Problem: Below are the records; copy every line in them that holds the string "Item".

Data supplied START

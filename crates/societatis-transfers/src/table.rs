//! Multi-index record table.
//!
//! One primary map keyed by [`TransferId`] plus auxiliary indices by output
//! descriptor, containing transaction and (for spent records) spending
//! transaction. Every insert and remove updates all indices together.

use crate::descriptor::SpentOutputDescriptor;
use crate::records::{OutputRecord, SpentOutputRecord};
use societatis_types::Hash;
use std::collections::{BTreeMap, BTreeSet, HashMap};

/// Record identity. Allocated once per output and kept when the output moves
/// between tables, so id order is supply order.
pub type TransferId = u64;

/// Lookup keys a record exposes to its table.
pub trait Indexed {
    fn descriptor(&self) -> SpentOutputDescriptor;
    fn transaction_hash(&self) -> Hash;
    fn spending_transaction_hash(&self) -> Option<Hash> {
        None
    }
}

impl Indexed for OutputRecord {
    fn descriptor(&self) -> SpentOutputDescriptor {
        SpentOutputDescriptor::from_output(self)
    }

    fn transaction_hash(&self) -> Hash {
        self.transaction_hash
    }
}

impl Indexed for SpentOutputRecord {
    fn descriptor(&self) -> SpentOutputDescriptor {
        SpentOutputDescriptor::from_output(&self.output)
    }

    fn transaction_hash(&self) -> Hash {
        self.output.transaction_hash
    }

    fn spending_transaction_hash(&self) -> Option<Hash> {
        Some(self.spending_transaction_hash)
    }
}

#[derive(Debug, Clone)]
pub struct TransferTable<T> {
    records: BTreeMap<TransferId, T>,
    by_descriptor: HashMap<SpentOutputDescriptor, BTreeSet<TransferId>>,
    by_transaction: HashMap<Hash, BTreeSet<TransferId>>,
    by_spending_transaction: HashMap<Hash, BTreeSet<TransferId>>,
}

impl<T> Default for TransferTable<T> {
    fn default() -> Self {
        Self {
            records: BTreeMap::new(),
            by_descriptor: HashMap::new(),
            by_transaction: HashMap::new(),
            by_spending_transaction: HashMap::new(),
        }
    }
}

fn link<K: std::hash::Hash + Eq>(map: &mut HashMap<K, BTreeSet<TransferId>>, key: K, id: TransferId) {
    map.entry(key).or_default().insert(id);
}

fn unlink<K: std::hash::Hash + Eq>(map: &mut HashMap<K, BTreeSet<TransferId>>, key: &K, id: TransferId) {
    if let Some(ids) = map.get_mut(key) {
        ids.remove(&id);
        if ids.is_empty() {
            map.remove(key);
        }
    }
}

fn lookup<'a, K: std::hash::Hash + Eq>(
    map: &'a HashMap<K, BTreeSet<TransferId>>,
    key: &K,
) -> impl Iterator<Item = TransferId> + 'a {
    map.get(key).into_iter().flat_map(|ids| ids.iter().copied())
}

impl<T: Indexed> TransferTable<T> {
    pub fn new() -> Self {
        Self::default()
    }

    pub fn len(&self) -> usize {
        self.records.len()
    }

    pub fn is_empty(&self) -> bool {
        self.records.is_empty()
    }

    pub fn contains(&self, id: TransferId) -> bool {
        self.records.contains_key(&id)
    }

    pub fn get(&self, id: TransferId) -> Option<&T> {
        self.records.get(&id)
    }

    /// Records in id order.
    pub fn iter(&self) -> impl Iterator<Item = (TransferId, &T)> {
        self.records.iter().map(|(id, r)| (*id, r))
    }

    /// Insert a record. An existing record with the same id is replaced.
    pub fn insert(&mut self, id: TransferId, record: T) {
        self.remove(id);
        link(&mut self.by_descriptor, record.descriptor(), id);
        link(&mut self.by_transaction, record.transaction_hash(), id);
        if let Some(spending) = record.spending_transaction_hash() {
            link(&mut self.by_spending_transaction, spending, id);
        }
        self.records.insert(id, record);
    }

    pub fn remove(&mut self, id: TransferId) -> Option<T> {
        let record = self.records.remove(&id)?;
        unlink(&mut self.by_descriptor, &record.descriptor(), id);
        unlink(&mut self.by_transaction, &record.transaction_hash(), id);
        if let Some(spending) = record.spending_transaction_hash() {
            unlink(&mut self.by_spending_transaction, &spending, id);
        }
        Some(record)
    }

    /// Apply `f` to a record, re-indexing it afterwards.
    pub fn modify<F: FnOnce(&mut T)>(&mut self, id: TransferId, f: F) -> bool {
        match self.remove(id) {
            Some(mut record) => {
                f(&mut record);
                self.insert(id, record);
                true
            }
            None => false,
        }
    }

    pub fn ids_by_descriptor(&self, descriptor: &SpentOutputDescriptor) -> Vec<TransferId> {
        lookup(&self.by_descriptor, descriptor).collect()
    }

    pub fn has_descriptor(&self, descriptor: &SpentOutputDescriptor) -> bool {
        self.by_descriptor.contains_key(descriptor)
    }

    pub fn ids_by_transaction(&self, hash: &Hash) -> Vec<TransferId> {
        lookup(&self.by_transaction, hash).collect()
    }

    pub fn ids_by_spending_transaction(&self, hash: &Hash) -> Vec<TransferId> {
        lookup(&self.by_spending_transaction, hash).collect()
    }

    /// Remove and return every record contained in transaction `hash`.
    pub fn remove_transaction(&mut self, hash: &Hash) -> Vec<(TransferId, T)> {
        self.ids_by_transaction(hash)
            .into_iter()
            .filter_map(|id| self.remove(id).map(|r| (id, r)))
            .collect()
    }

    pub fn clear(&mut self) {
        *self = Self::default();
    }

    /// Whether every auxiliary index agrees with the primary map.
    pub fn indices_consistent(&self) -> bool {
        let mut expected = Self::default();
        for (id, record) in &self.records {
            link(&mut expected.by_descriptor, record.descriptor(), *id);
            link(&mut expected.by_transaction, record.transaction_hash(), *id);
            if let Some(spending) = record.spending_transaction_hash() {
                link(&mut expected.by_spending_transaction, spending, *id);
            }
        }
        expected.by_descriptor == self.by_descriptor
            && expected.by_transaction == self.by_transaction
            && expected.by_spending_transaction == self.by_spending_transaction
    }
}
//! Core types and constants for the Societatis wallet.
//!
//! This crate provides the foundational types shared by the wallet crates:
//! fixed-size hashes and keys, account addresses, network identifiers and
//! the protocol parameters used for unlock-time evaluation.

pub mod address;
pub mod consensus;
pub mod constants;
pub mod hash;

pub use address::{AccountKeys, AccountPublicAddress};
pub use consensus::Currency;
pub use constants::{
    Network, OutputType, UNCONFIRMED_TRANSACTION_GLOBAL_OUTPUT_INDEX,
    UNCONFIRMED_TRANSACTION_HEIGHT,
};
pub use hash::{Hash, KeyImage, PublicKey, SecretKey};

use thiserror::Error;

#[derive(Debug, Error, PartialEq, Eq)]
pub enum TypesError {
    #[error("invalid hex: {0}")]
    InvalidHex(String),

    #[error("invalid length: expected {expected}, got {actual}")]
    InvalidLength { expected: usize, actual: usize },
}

Data supplied END
Data supplied START

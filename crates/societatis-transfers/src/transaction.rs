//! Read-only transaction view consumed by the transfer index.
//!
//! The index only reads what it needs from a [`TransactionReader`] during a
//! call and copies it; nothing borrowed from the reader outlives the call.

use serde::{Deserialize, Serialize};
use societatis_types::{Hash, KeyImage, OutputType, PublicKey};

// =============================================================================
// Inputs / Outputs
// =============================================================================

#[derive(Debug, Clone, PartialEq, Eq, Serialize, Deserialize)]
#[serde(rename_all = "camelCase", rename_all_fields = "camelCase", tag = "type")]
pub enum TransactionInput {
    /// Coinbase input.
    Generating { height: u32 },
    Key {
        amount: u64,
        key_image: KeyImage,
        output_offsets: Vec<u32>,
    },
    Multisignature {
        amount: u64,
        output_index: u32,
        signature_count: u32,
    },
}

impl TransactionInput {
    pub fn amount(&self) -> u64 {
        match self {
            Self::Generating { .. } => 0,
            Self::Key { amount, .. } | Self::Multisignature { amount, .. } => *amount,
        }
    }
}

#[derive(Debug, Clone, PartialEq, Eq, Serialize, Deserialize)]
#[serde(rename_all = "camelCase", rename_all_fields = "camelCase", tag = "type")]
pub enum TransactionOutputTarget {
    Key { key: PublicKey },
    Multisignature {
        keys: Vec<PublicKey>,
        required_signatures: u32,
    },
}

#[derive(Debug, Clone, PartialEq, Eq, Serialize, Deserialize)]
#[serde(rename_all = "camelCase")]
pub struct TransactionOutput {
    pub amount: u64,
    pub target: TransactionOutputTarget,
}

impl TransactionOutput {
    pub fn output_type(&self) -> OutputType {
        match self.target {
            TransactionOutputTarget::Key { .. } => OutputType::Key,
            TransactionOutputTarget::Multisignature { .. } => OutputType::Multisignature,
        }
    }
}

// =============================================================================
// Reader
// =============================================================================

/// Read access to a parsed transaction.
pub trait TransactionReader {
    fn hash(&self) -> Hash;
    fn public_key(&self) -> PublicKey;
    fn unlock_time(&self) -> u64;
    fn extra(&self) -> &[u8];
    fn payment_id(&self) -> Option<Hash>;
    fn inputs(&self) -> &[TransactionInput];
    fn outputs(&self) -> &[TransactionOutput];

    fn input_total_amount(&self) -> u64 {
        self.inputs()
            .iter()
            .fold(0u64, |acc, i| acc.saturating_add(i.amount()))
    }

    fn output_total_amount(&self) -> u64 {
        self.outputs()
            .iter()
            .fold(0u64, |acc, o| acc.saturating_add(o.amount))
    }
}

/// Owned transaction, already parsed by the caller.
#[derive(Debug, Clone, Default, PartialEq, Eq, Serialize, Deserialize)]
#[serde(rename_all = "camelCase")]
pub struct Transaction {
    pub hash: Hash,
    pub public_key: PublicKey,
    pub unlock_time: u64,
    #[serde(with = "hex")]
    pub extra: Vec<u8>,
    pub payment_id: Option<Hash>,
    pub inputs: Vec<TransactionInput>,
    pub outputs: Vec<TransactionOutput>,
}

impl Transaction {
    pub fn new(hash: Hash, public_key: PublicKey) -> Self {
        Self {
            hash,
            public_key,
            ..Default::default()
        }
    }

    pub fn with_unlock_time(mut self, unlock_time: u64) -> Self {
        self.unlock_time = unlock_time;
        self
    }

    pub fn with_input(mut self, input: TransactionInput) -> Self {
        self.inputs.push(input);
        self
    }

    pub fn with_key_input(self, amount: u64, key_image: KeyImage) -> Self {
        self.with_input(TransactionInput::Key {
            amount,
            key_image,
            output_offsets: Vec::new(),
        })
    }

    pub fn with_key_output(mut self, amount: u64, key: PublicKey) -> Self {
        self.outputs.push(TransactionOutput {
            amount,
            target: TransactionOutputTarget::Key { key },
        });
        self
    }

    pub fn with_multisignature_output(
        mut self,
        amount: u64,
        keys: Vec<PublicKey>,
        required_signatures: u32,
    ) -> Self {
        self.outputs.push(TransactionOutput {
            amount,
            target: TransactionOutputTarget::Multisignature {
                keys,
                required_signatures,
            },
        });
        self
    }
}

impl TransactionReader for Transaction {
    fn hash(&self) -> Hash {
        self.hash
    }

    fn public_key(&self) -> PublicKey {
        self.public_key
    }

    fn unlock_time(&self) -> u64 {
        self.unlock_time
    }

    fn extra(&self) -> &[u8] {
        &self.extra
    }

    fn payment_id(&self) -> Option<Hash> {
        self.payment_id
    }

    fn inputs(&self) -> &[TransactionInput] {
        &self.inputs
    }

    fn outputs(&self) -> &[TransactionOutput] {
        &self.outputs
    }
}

Data supplied END
Data supplied START

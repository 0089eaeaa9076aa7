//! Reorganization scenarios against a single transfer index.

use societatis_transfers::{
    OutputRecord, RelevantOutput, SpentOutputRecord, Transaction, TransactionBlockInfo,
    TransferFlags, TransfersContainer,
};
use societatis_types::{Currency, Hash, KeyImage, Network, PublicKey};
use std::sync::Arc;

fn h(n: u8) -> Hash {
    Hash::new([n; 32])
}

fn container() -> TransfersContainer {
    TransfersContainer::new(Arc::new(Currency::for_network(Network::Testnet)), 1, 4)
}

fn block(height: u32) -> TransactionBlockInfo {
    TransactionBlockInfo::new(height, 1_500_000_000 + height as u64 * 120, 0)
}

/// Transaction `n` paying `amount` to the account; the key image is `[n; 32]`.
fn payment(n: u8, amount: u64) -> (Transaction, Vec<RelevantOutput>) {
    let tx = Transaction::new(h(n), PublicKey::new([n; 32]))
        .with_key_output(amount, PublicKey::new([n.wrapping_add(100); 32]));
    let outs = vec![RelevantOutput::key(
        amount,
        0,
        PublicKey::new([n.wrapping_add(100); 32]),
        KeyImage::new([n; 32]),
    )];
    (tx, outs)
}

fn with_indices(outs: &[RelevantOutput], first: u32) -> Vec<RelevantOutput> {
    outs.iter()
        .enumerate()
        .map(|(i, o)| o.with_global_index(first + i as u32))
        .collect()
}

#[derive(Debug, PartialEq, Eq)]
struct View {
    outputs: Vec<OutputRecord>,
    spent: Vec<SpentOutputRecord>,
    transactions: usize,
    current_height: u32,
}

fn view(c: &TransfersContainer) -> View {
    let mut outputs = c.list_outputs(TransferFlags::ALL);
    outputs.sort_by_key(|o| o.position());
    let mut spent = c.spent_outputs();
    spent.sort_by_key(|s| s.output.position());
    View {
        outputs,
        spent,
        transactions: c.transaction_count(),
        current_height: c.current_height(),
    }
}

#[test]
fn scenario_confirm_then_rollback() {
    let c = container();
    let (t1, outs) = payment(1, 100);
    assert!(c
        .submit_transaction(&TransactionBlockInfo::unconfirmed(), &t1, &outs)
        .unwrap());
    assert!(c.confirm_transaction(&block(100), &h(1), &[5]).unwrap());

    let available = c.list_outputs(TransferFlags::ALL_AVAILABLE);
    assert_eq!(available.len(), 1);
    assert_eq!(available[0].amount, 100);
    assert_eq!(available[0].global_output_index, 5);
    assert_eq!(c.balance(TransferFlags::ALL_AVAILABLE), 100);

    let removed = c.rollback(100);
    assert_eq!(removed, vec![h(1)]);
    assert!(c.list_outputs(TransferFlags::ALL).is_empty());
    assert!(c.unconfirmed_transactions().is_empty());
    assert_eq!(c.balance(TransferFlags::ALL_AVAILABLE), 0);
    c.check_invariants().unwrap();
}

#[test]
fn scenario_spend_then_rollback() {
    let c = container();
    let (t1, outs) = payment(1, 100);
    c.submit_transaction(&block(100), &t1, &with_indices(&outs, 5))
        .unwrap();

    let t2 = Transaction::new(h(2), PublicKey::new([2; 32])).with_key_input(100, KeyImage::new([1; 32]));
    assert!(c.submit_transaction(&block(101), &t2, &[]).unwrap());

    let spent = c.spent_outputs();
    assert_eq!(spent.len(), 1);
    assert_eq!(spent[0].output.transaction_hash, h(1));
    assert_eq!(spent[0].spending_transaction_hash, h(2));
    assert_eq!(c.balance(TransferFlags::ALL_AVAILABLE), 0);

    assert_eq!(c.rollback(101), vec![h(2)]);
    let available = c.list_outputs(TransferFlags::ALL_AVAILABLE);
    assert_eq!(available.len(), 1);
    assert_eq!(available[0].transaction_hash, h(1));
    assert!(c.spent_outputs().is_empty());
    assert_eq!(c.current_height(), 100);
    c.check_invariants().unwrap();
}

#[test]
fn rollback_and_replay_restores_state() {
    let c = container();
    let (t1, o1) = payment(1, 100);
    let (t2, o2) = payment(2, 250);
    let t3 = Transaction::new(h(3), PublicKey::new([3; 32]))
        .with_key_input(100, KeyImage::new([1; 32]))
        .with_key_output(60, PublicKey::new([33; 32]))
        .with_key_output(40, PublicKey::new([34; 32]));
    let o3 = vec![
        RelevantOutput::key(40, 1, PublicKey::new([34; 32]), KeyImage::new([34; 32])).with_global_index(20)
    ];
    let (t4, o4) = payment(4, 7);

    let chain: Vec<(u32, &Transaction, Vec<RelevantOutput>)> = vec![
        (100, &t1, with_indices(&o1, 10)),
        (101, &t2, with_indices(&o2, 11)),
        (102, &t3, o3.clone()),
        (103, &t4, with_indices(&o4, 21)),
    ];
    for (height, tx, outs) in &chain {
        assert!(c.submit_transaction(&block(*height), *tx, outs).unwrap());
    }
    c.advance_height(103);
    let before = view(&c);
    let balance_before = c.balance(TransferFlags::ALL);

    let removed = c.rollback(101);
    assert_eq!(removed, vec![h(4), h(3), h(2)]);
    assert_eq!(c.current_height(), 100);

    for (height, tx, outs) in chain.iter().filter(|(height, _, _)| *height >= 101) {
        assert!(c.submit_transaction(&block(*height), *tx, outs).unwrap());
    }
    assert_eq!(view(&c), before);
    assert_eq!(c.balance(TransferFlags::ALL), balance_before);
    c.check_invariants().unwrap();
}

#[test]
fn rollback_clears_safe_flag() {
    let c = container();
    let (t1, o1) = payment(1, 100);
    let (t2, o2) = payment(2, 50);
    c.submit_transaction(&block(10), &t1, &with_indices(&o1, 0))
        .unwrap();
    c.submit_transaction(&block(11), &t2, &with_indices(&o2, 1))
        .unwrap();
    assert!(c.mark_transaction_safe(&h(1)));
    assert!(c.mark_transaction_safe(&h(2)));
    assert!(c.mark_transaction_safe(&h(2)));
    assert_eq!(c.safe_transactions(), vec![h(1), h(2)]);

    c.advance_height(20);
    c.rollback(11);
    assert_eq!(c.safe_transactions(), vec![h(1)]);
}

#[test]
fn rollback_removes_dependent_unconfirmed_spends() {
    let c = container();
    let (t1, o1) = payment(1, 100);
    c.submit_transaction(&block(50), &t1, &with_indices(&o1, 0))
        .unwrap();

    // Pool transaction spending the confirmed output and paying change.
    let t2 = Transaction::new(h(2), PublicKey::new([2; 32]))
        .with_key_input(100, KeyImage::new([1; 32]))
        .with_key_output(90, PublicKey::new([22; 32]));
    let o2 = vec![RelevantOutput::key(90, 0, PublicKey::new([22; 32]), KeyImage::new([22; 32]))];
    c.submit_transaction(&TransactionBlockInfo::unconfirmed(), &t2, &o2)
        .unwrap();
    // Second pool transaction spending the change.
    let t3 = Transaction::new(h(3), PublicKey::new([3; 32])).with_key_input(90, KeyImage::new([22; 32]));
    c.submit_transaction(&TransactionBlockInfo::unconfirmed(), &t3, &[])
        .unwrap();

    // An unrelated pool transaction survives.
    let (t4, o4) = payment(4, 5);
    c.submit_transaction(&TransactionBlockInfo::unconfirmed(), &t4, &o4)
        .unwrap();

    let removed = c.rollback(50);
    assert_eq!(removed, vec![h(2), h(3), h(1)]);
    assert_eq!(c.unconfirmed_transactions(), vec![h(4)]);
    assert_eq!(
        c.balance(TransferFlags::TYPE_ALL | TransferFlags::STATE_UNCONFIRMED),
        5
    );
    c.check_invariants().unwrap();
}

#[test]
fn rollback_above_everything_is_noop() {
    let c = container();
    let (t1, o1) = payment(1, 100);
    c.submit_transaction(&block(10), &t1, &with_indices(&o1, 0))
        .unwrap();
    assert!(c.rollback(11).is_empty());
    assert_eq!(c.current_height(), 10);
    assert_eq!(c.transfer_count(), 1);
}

Data supplied END

Answer box:
) -> impl Iterator<Item = TransferId> + 'a {
    pub fn iter(&self) -> impl Iterator<Item = (TransferId, &T)> {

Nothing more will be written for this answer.